Humor negro com o Brasil...

A ameaça da União Europeia, feita esta semana, de adotar medidas contra o que chama de "protecionismo" comercial brasileiro é puro humor negro em clima de desespero. Ela acusa o Brasil de "frear as importações". (!!!) Humor negro do bloco comercial mais fechado do mundo que - atentem para isso - aumentou em mais de 50% suas exportações para o Brasil este ano. Estão vendendo adoidados, ao lado dos Estados Unidos e perdendo apenas para a China. E não foram de matérias-primas que eles não produzem, mas de produtos industriais que competem com êxito no mercado interno! Humor negro porque a União Europeia é o bloco mais protecionista do mundo. Exporta subsídios generosos que tornam seu produtos competitivos no mundo.
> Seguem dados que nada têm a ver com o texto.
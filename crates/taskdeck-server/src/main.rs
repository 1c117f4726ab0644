use actix_web::{App, HttpServer, middleware, web};
use anyhow::Context;
use clap::Parser;
use std::path::PathBuf;
use tracing::info;
use tracing_subscriber::{EnvFilter, fmt, prelude::*};

use taskdeck_server::api;
use taskdeck_server::app_state::AppState;

#[derive(Parser, Debug)]
#[command(
    author,
    version,
    about = "taskdeckd: task tracker REST API",
    long_about = None
)]
struct Cli {
    /// Path to the SQLite database file.
    #[arg(long, default_value = "taskdeck.sqlite3")]
    db: PathBuf,

    /// Socket address to bind.
    #[arg(long, default_value = "127.0.0.1:8080")]
    bind: String,

    /// Enable verbose logging.
    #[arg(short, long)]
    verbose: bool,
}

fn init_tracing(verbose: bool) {
    let filter = EnvFilter::try_from_env("TASKDECK_LOG").unwrap_or_else(|_| {
        EnvFilter::new(if verbose {
            "taskdeck_core=debug,taskdeck_server=debug,info"
        } else {
            "taskdeck_core=info,taskdeck_server=info,warn"
        })
    });

    tracing_subscriber::registry()
        .with(filter)
        .with(fmt::layer().compact())
        .init();
}

#[actix_web::main]
async fn main() -> anyhow::Result<()> {
    let cli = Cli::parse();
    init_tracing(cli.verbose);

    let conn = taskdeck_core::db::open(&cli.db)
        .with_context(|| format!("open database {}", cli.db.display()))?;
    let state = web::Data::new(AppState::new(conn));

    info!(db = %cli.db.display(), bind = %cli.bind, "starting taskdeckd");

    HttpServer::new(move || {
        App::new()
            .app_data(state.clone())
            .wrap(middleware::NormalizePath::trim())
            .configure(api::configure)
    })
    .bind(&cli.bind)
    .with_context(|| format!("bind {}", cli.bind))?
    .run()
    .await
    .context("run http server")
}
Alberto Tamer, O Estado de S.Paulo

28 de outubro de 2010 | 00h00

Ela sofre porque errou ao enfrentar a crise e continua sofrendo porque insiste em não aplicar uma política fiscal eficiente para aumentar a demanda interna e reduzir o desemprego de 10%. Política fiscal que o Brasil adotou logos aos primeiros sinais da crise para fortalecer o mercado interno. A Europa parou no tempo e continua parada. O Brasil não cresceu porque "exportou" mais para a Europa ou para os Estados Unidos, mas porque aumentou a demanda e o consumo interno. Consumiu mais.

E consumiu mais porque o governo fez o que a UE se recusa a fazer: reduziu impostos (um crime lá!), deu financiamento aos consumidores e aumentou a renda. O desemprego caiu abaixo de 7% e o deles cresceu para 10%. Está convivendo com uma inflação controlada em torno de 5% (pecado mortal!), enquanto a Europa se assusta com o risco de hiperinflação porque os preços aumentaram 1,5%(!) este ano. Só que recuaram 0,3% nos últimos 12 meses... Estão caindo. Sem inflação, sem produção, sem emprego - caminho para a deflação.
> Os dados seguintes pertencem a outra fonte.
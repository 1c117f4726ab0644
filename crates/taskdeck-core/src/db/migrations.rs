//! SQLite schema migrations, driven by `PRAGMA user_version`.

use super::schema;
use rusqlite::{Connection, types::Type};

/// Latest schema version understood by this binary.
pub const LATEST_SCHEMA_VERSION: u32 = 2;

const MIGRATIONS: &[(u32, &str)] = &[(1, schema::MIGRATION_V1_SQL), (2, schema::MIGRATION_V2_SQL)];

/// Read `PRAGMA user_version` and convert it to a Rust `u32`.
///
/// # Errors
///
/// Returns an error if querying SQLite fails or the version value cannot be
/// represented as `u32`.
pub fn current_schema_version(conn: &Connection) -> rusqlite::Result<u32> {
    let version: i64 = conn.pragma_query_value(None, "user_version", |row| row.get(0))?;
    u32::try_from(version).map_err(|error| {
        rusqlite::Error::FromSqlConversionFailure(0, Type::Integer, Box::new(error))
    })
}

/// Apply all pending migrations in ascending order.
///
/// Migrations are idempotent because:
/// - each migration only runs when `migration.version > user_version`
/// - migration SQL itself uses `IF NOT EXISTS` for DDL safety
///
/// # Errors
///
/// Returns an error if any migration fails.
pub fn migrate(conn: &mut Connection) -> rusqlite::Result<u32> {
    let mut current = current_schema_version(conn)?;

    for (version, sql) in MIGRATIONS {
        if *version <= current {
            continue;
        }

        let tx = conn.transaction()?;
        tx.execute_batch(sql)?;
        tx.pragma_update(None, "user_version", i64::from(*version))?;
        tx.commit()?;
        current = *version;
    }

    Ok(current)
}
Europa furiosa. O comissário europeu de Comércio, Karel de Gucht, estava furioso ao falar com a imprensa, esta semana. Isso, de o Brasil proteger sua indústria, não pode continuar. A UE tem armas políticas poderosas para lutar contra as restrições aos seus produtos. O Brasil, citado extensamente, está na mira. Vai anunciá-las em novembro. Esperem para ver, dizia ele.

Mas não será preciso esperar novembro porque os principais países europeus já estão dando subsídios milionários às suas empresas há muito tempo. Eles acusam o BNDES de oferecer empréstimos a juros subsidiados mas ainda esta semana - não em novembro... - aprovarão um pacote para dar maior acesso ao financiamento a suas indústrias com juros baixos e prazos elevados. Será uma campanha de "Projetos Industriais Europeus", para competir no exterior. A UE, desunida na crise, quer se "unir" contra o inimigo comercial em torno de uma política industrial de autodefesa. Quem? Ora, de acordo com o sr. Karel de Gucht, nós... o parceiro "desleal que exporta tanto e importa tão pouco", a China, os EUA, o mundo adverso que ameaça a Europa.

Seria para rir se eles não fossem tão fortes e nós tão surdos, mudos, tão fracos na defesa da indústria e do mercado interno. O problema deles não somos nós, não é o mundo, são eles mesmos, que, seguindo a Alemanha, pouco fizeram para enfrentar a crise e agora acusam os países que se saíram bem e estão crescendo de não estarem fazendo nada para ajudá-los... Humor negro, humor negro...

A "ameaça" brasileira. Sabem qual foi o valor das exportações brasileiras de produtos industriais para a União Europeia, até setembro? US$ 11,3 bilhões. Sim, tudo isso. Uma brutalidade para um grupo que importa mais de US$ 1,5 trilhão por ano.

Exportamos para a União Europeia até setembro US$ 30,7 bilhões, quase 63% de produtos básicos, commodities e semimanufaturados, entre os quais açúcar. Somos um anão comercial diante deles, não protegemos como deveríamos nossa indústria e nosso mercado e mesmo assim a UE nos acusa de protecionista...

E o Itamaraty informa que não vai dizer nada.